The Board of Education approved a revision to the district’s board policy and administrative regulation that forbid teachers from using instructional material, such as novels or textbooks, that includes the N-word.
Though such novels will remain available at school libraries, some board members grappled with the decision but felt it was the right thing to do at this time.
“It’s very difficult,” said board member Steve Frintner. “I don’t want students not to be able to read certain authors or certain material, but I do think we need to be cautious in the way we do this. Students have had issues in the past and we need to make them feel like they are not being traumatized by being in the class and hearing [the N-word].”
The district has been working to change its policy for years and one of first major decisions was made in November 2020 when Superintendent Hill removed Harper Lee’s “To Kill a Mockingbird,” John Steinbeck’s “Of Mice and Men,” Mark Twain’s “The Adventures of Huckleberry Finn,” Theodore Taylor’s “The Cay” and Mildred D. Taylor’s “Roll of Thunder, Hear My Cry” from the required reading list. The use of the N-word in all classes, regardless of context, was also banned then.
Some have been vocal about their opposition to Hill’s decision, including Burbank High School senior Madison Clevenger.
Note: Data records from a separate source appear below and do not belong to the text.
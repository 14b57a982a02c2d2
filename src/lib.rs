//! Sakina Companion - local-first wellness companion.
//!
//! This library provides the state and logic behind the companion: a mood
//! journal, short guided calm sessions, proactive nudges, and a synthetic
//! bio-load view, with optional access to a remote AI backend.
//!
//! # Local Data
//!
//! - **One slot**: All local state lives in a single JSON slot on this device
//! - **Named actions**: The slot is only changed through store actions
//! - **All or nothing**: A failed write leaves the previous state in place
//! - **Simulated signals**: Bio-load trends are generated, not measured
//!
//! # Architecture
//!
//! ```text
//! ┌──────────────────────────────────────────────────────────────┐
//! │                      Sakina Companion                         │
//! ├──────────────────────────────────────────────────────────────┤
//! │  ┌─────────────┐   ┌─────────────┐   ┌─────────────┐         │
//! │  │   Session   │──▶│    Store    │──▶│ Presentation│         │
//! │  │   Runner    │   │ (JSON slot) │   │    Sync     │         │
//! │  └─────────────┘   └─────────────┘   └─────────────┘         │
//! │         ▲                 ▲                                   │
//! │         │                 │                                   │
//! │  ┌─────────────┐   ┌─────────────┐   ┌─────────────┐         │
//! │  │   Catalog   │   │ Data Access │──▶│ AI Backend  │         │
//! │  │  Bio Trends │   │  (cached)   │   │   (REST)    │         │
//! │  └─────────────┘   └─────────────┘   └─────────────┘         │
//! └──────────────────────────────────────────────────────────────┘
//! ```
//!
//! # Example
//!
//! ```no_run
//! use sakina_companion::store::{FileSlot, NewJournalEntry, Store};
//! use sakina_companion::store::types::Mood;
//!
//! let mut store = Store::open(FileSlot::new("/tmp/sakina", "sakina-store"));
//! let entry = store
//!     .add_journal_entry(NewJournalEntry::text("Feeling overwhelmed", Some(Mood::Stressed)))
//!     .expect("Failed to save entry");
//! assert_eq!(store.snapshot().journal_history[0].id, entry.id);
//! ```

pub mod config;
pub mod core;
pub mod presentation;
pub mod routing;
pub mod session;
pub mod store;

#[cfg(feature = "api")]
pub mod api;

// Re-export key types at crate root for convenience
pub use config::{Config, ConfigError};
pub use core::{generate_bio_trends, BioTrendConfig, BioTrendPoint, TrendSummary};
pub use presentation::{ColorScheme, DocumentAttributes, DocumentSink, PresentationSync};
pub use routing::{guard, ProfileState, Route, RouteDecision};
pub use session::{Completion, SessionError, SessionRunner, Stage};
pub use store::{create_shared_store, SharedStore, Store, StoreError, StoreEvent};

// API re-exports (when enabled)
#[cfg(feature = "api")]
pub use api::{ApiClient, ApiError, BackendStatus, BlockingApiClient, DataAccess, ProfileStatus};

/// Library version.
pub const VERSION: &str = env!("CARGO_PKG_VERSION");

/// Data notice that can be displayed to users.
pub const DATA_NOTICE: &str = r#"
╔══════════════════════════════════════════════════════════════════╗
║                  SAKINA COMPANION - YOUR DATA                    ║
╠══════════════════════════════════════════════════════════════════╣
║                                                                  ║
║  ✓ KEPT ON THIS DEVICE:                                          ║
║    • Your preferences (theme, language, notifications)           ║
║    • Your journal entries and moods                              ║
║    • Your completed calm sessions                                ║
║                                                                  ║
║  ✓ SENT TO THE BACKEND (only when you sync or ask for insights): ║
║    • Journal text for AI analysis                                ║
║    • Completed session durations                                 ║
║                                                                  ║
║  ✗ NOT MEASURED:                                                 ║
║    • Bio-load trends are simulated for illustration only         ║
║                                                                  ║
║  You can review what is stored anytime with:                     ║
║    sakina status                                                 ║
║                                                                  ║
╚══════════════════════════════════════════════════════════════════╝
"#;

#[cfg(test)]
mod tests {
    use super::*;

    #[test]
    fn test_data_notice_contents() {
        assert!(DATA_NOTICE.contains("YOUR DATA"));
        assert!(DATA_NOTICE.contains("NOT MEASURED"));
        assert!(DATA_NOTICE.contains("sakina status"));
    }
}
//! Local companion state.
//!
//! This module contains:
//! - The data model persisted in the local slot
//! - Slot implementations (file-backed and in-memory)
//! - The nudge lifecycle
//! - The store and its named actions

pub mod nudge;
pub mod slot;
pub mod state;
pub mod types;

// Re-export commonly used types
pub use nudge::{NudgeMachine, NudgePhase};
pub use slot::{FileSlot, MemorySlot, StorageSlot, StoreError};
pub use state::{create_shared_store, SharedStore, Store, StoreEvent};
pub use types::{
    BioDataPoint, BioPatch, BioStatus, EntryKind, InterventionKind, InterventionLog,
    JournalEntry, Language, Mood, NewInterventionLog, NewJournalEntry, NotificationPatch,
    NotificationPreferences, NudgeKind, NudgePatch, NudgeState, ParseVariantError, SakinaStore,
    SubscriptionTier, Theme, UserPreferences, BASELINE_LOAD,
};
“You cannot silence hundreds of authors and their work for the sake of the word,” Clevenger, who is the president of the Black student union at BHS, told the board Thursday. “The word was never the problem. … The problem was failure on behalf of everyone else to understand the severity of this content.”
She added that removing works from Black authors because it includes derogatory language would promote ignorance and less empathy for Black people.
At the suggestion of BUSD Diversity, Equity and Inclusion consultant Stefani McCoy, Destiny Helligar, a junior at John Burroughs High School, voiced a differing opinion to the board, saying that novels that include offensive language should be “taught to students in a way that warns against the dangers of systemic racism and explains the historical significance behind the language that is used.
“Until our teachers and our district are prepared to handle these discrepancies, these books should not return to the core curriculum,” she added. “I’m not a supporter of censorship, but I am a supporter of elevating our education system.”
Board member Emily Weisberg, a history educator herself, agreed with both students, and clarified that it’s not just about banning literature that contain offensive language.
“The book pause isn’t about the N-word in and of itself,” she said. “The book pause is about making sure that our students feel heard, safe, protected and seen in the classroom, both in the materials that we read but also in the way that that material is taught.
“We knew that there was enough trauma caused to our students and that we need to pause and figure out how we can better support our teachers in engaging with complex materials.”
The board and district staff assured that it will continue to work on the curriculum to deliver an education with more diverse voices, and it got a little help from Helligar, who — as a representative of the Destiny Education Project — presented a $1,000 check to John Muir Middle School toward the purchase of books that are diverse and inclusive.